@dlt.resource

Overview

The @dlt.resource decorator transforms any generator (yielding) function into a dlt resource, or wraps data directly into a resource. A resource represents a location within a source that holds data with specific structure (schema) or coming from specific origin, such as a REST API endpoint, database table, or tab in Google Sheets. A dlt resource is a Python representation that combines both data and metadata (table schema) that describes the structure and instructs the loading of the data. A dlt resource is also an Iterable and can be used like any other iterable object (list, tuple, etc.).

Signature

@dlt.resource(
    name: str = None,
    table_name: str = None,
    max_table_nesting: int = None,
    write_disposition: str | dict = None,
    columns: dict | Type = None,
    primary_key: str | List[str] = None,
    merge_key: str | List[str] = None,
    schema_contract: dict = None,
    table_format: str = None,
    file_format: str = None,
    references: list = None,
    nested_hints: dict = None,
    selected: bool = True,
    spec: Type[BaseConfiguration] = None,
    parallelized: bool = False,
    incremental: Incremental = None,
    section: str = None,
    standalone: bool = None,
)

Parameters

data

Callable | Iterable

required

A function to be decorated or data compatible with dlt run. Can be a generator function, list, iterator, or any iterable.

name

str

default:"None"

A name of the resource that by default also becomes the name of the table to which the data is loaded. If not present, the name of the decorated function will be used.

table_name

str | Callable

default:"None"

A table name, if different from name. This argument also accepts a callable that is used to dynamically create tables for stream-like resources yielding many datatypes.

max_table_nesting

int

default:"None"

A schema hint that sets the maximum depth of nested table above which the remaining nodes are loaded as structs or JSON.

write_disposition

str | dict

default:"'append'"

Controls how to write data to a table. Accepts a shorthand string literal or configuration dictionary.Allowed shorthand string literals:

append: Always add new data at the end of the table
replace: Replace existing data with new data
skip: Prevent data from loading
merge: Deduplicate and merge data based on primary_key and merge_key hints

For advanced usage, use a configuration dictionary.
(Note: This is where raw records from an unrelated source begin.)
//! Physical TCP listener shared by every multiplexed protocol.
//!
//! # Responsibilities
//! - Bind to the configured address
//! - Accept incoming TCP connections
//! - Enforce max_connections limit via semaphore
//!
//! The permit travels inside the accepted [`Connection`], so the limit holds
//! until whichever protocol server ends up owning the stream drops it.

use std::net::SocketAddr;
use std::sync::Arc;
use tokio::net::TcpListener;
use tokio::sync::Semaphore;

use crate::config::ListenerConfig;
use crate::net::connection::Connection;

/// Error type for listener operations.
#[derive(Debug)]
pub enum ListenerError {
    /// Failed to bind to address.
    Bind(std::io::Error),
    /// Failed to accept connection.
    Accept(std::io::Error),
    /// The connection limit semaphore was closed.
    Closed,
}

impl std::fmt::Display for ListenerError {
    fn fmt(&self, f: &mut std::fmt::Formatter<'_>) -> std::fmt::Result {
        match self {
            ListenerError::Bind(e) => write!(f, "Failed to bind: {}", e),
            ListenerError::Accept(e) => write!(f, "Failed to accept: {}", e),
            ListenerError::Closed => write!(f, "Connection limit closed"),
        }
    }
}

impl std::error::Error for ListenerError {
    fn source(&self) -> Option<&(dyn std::error::Error + 'static)> {
        match self {
            ListenerError::Bind(e) | ListenerError::Accept(e) => Some(e),
            ListenerError::Closed => None,
        }
    }
}

/// A bounded TCP listener that limits concurrent connections.
///
/// Uses a semaphore to enforce `max_connections`. When the limit is reached,
/// new connections will wait until a slot becomes available.
pub struct Listener {
    /// The underlying TCP listener.
    inner: TcpListener,
    /// Semaphore to limit concurrent connections.
    connection_limit: Arc<Semaphore>,
    /// Configured maximum connections.
    max_connections: usize,
}

impl Listener {
    /// Bind to the configured address with connection limits.
    pub async fn bind(config: &ListenerConfig) -> Result<Self, ListenerError> {
        let addr: SocketAddr = config.bind_address.parse().map_err(|e| {
            ListenerError::Bind(std::io::Error::new(std::io::ErrorKind::InvalidInput, e))
        })?;

        let listener = TcpListener::bind(addr).await.map_err(ListenerError::Bind)?;

        let local_addr = listener.local_addr().map_err(ListenerError::Bind)?;

        tracing::info!(
            address = %local_addr,
            max_connections = config.max_connections,
            "Listener bound"
        );

        Ok(Self {
            inner: listener,
            connection_limit: Arc::new(Semaphore::new(config.max_connections)),
            max_connections: config.max_connections,
        })
    }

    /// Accept a new connection, respecting the connection limit.
    ///
    /// This will wait if the connection limit has been reached. The returned
    /// connection holds its slot until it is dropped.
    pub async fn accept(&self) -> Result<Connection, ListenerError> {
        // Acquire permit first (backpressure)
        let permit = self
            .connection_limit
            .clone()
            .acquire_owned()
            .await
            .map_err(|_| ListenerError::Closed)?;

        let (stream, addr) = self.inner.accept().await.map_err(ListenerError::Accept)?;

        tracing::debug!(
            peer_addr = %addr,
            available_permits = self.connection_limit.available_permits(),
            "Connection accepted"
        );

        Ok(Connection::new(stream, addr).with_permit(ConnectionPermit { _permit: permit }))
    }

    /// Get the local address this listener is bound to.
    pub fn local_addr(&self) -> Result<SocketAddr, std::io::Error> {
        self.inner.local_addr()
    }

    /// Get current available connection slots.
    pub fn available_permits(&self) -> usize {
        self.connection_limit.available_permits()
    }

    /// Get configured maximum connections.
    pub fn max_connections(&self) -> usize {
        self.max_connections
    }
}

/// A permit representing a connection slot.
///
/// When dropped, the connection slot is released back to the pool.
#[derive(Debug)]
pub struct ConnectionPermit {
    _permit: tokio::sync::OwnedSemaphorePermit,
}
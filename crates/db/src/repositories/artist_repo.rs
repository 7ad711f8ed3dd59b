//! Repository for the `artists` table.

use sqlx::PgPool;

use fansync_core::types::DbId;

use crate::models::artist::{Artist, CreateArtist, UpdateArtist};

/// Column set returned by every row-returning query.
const COLUMNS: &str = "id, name, artist_group_id, solo_active, agency, instagram, fandom, \
                        debut_date, image_url, created_by, created_at, updated_at";

/// Provides CRUD operations for artists.
pub struct ArtistRepo;

impl ArtistRepo {
    /// Insert a new artist, returning the created row.
    pub async fn create(pool: &PgPool, input: &CreateArtist) -> Result<Artist, sqlx::Error> {
        let query = format!(
            "INSERT INTO artists (name, artist_group_id, solo_active, agency, instagram,
                                  fandom, debut_date, image_url, created_by)
             VALUES ($1, $2, $3, $4, $5, $6, $7, $8, $9)
             RETURNING {COLUMNS}"
        );
        sqlx::query_as::<_, Artist>(&query)
            .bind(&input.name)
            .bind(input.artist_group_id)
            .bind(input.solo_active)
            .bind(&input.agency)
            .bind(&input.instagram)
            .bind(&input.fandom)
            .bind(input.debut_date)
            .bind(&input.image_url)
            .bind(input.created_by)
            .fetch_one(pool)
            .await
    }

    /// Find an artist by ID.
    pub async fn find_by_id(pool: &PgPool, id: DbId) -> Result<Option<Artist>, sqlx::Error> {
        let query = format!("SELECT {COLUMNS} FROM artists WHERE id = $1");
        sqlx::query_as::<_, Artist>(&query)
            .bind(id)
            .fetch_optional(pool)
            .await
    }

    /// List all artists, alphabetically.
    pub async fn list(pool: &PgPool) -> Result<Vec<Artist>, sqlx::Error> {
        let query = format!("SELECT {COLUMNS} FROM artists ORDER BY name");
        sqlx::query_as::<_, Artist>(&query).fetch_all(pool).await
    }

    /// List the members of an artist group.
    pub async fn list_for_group(
        pool: &PgPool,
        artist_group_id: DbId,
    ) -> Result<Vec<Artist>, sqlx::Error> {
        let query = format!("SELECT {COLUMNS} FROM artists WHERE artist_group_id = $1 ORDER BY name");
        sqlx::query_as::<_, Artist>(&query)
            .bind(artist_group_id)
            .fetch_all(pool)
            .await
    }

    /// Update an artist. Fields left `None` keep their stored value.
    ///
    /// Returns `None` when the row does not exist.
    pub async fn update(
        pool: &PgPool,
        id: DbId,
        input: &UpdateArtist,
    ) -> Result<Option<Artist>, sqlx::Error> {
        let query = format!(
            "UPDATE artists SET
                name = COALESCE($2, name),
                artist_group_id = COALESCE($3, artist_group_id),
                solo_active = COALESCE($4, solo_active),
                agency = COALESCE($5, agency),
                instagram = COALESCE($6, instagram),
                fandom = COALESCE($7, fandom),
                debut_date = COALESCE($8, debut_date),
                image_url = COALESCE($9, image_url)
             WHERE id = $1
             RETURNING {COLUMNS}"
        );
        sqlx::query_as::<_, Artist>(&query)
            .bind(id)
            .bind(&input.name)
            .bind(input.artist_group_id)
            .bind(input.solo_active)
            .bind(&input.agency)
            .bind(&input.instagram)
            .bind(&input.fandom)
            .bind(input.debut_date)
            .bind(&input.image_url)
            .fetch_optional(pool)
            .await
    }

    /// Delete an artist. Dependent likes and schedules go with it via FK
    /// cascades. Returns `true` if a row was deleted.
    pub async fn delete(pool: &PgPool, id: DbId) -> Result<bool, sqlx::Error> {
        let result = sqlx::query("DELETE FROM artists WHERE id = $1")
            .bind(id)
            .execute(pool)
            .await?;
        Ok(result.rows_affected() > 0)
    }
}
For example, to obtain an SCD2 table:

write_disposition={"disposition": "merge", "strategy": "scd2"}

columns

dict | List | Type

default:"None"

A list, dict or pydantic model of column schemas. Typed dictionary describing column names, data types, write disposition and performance hints that gives you full control over the created table schema.When the argument is a pydantic model, the model will be used to validate the data yielded by the resource as well.

primary_key

str | List[str]

default:"None"

A column name or a list of column names that comprise a primary key. Typically used with “merge” write disposition to deduplicate loaded data.

merge_key

str | List[str]

default:"None"

A column name or a list of column names that define a merge key. Typically used with “merge” write disposition to remove overlapping data ranges (e.g., to keep a single record for a given day).

schema_contract

dict

default:"None"

Schema contract settings that will be applied to this resource.

table_format

str

default:"None"

Defines the storage format of the table. Currently only “iceberg” is supported on Athena, and “delta” on the filesystem. Other destinations ignore this hint.

file_format

str

default:"None"

Format of the file in which resource data is stored. Useful when importing external files. Use preferred to force a file format that is preferred by the destination used. This setting supersedes the load_file_format passed to pipeline run method.

references

list

default:"None"

A list of references to other table’s columns. Format:

[{
    'referenced_table': 'other_table',
    'columns': ['col1', 'col2'],
    'referenced_columns': ['other_col1', 'other_col2']
}]

Table and column names will be normalized according to the configured naming convention.

nested_hints

dict

default:"None"

Hints for nested tables created by this resource.

selected

bool

default:"True"

When True, dlt pipeline will extract and load this resource. If False, the resource will be ignored.

spec

Type[BaseConfiguration]

default:"None"

A specification of configuration and secret values required by the resource.

parallelized

bool

default:"False"

If True, the resource generator will be extracted in parallel with other resources. Transformers that return items are also parallelized.

incremental

Incremental

default:"None"

An incremental configuration for the resource to enable incremental loading.

section

str

default:"None"

Configuration section that comes right after ‘sources’ in default layout. If not present, the current python module name will be used.Default layout is sources.<section>.<name>.<key_name>. Note that resource section is used only when a single resource is passed to the pipeline.

standalone

bool

default:"None"

Deprecated. Past functionality got merged into regular resource.

Returns

resource

DltResource

A DltResource instance which may be loaded, iterated or combined with other resources into a pipeline.

Configuration Injection

When used as a decorator, the resource may automatically bind function arguments to secret and config values:

@dlt.resource
def user_games(username, chess_url: str = dlt.config.value, api_secret = dlt.secrets.value):
    return requests.get(
        f"{chess_url}/games/{username}",
        headers={"Authorization": f"Bearer {api_secret}"}
    )

list(user_games("magnuscarlsen"))

In this example:

username is a required, explicit python argument
chess_url is required and will be taken from config.toml if not explicitly passed
api_secret is required and will be taken from secrets.toml if not explicitly passed

Note: If the decorated function is an inner function, passing of credentials will be disabled.

Usage Examples

Basic Resource as Decorator

import dlt

@dlt.resource
def users():
    yield [{"id": 1, "name": "Alice"}]
    yield [{"id": 2, "name": "Bob"}]

pipeline = dlt.pipeline(destination="duckdb")
pipeline.run(users())

Resource from Data

import dlt

data = [{"id": 1, "name": "Alice"}, {"id": 2, "name": "Bob"}]
users_resource = dlt.resource(data, name="users")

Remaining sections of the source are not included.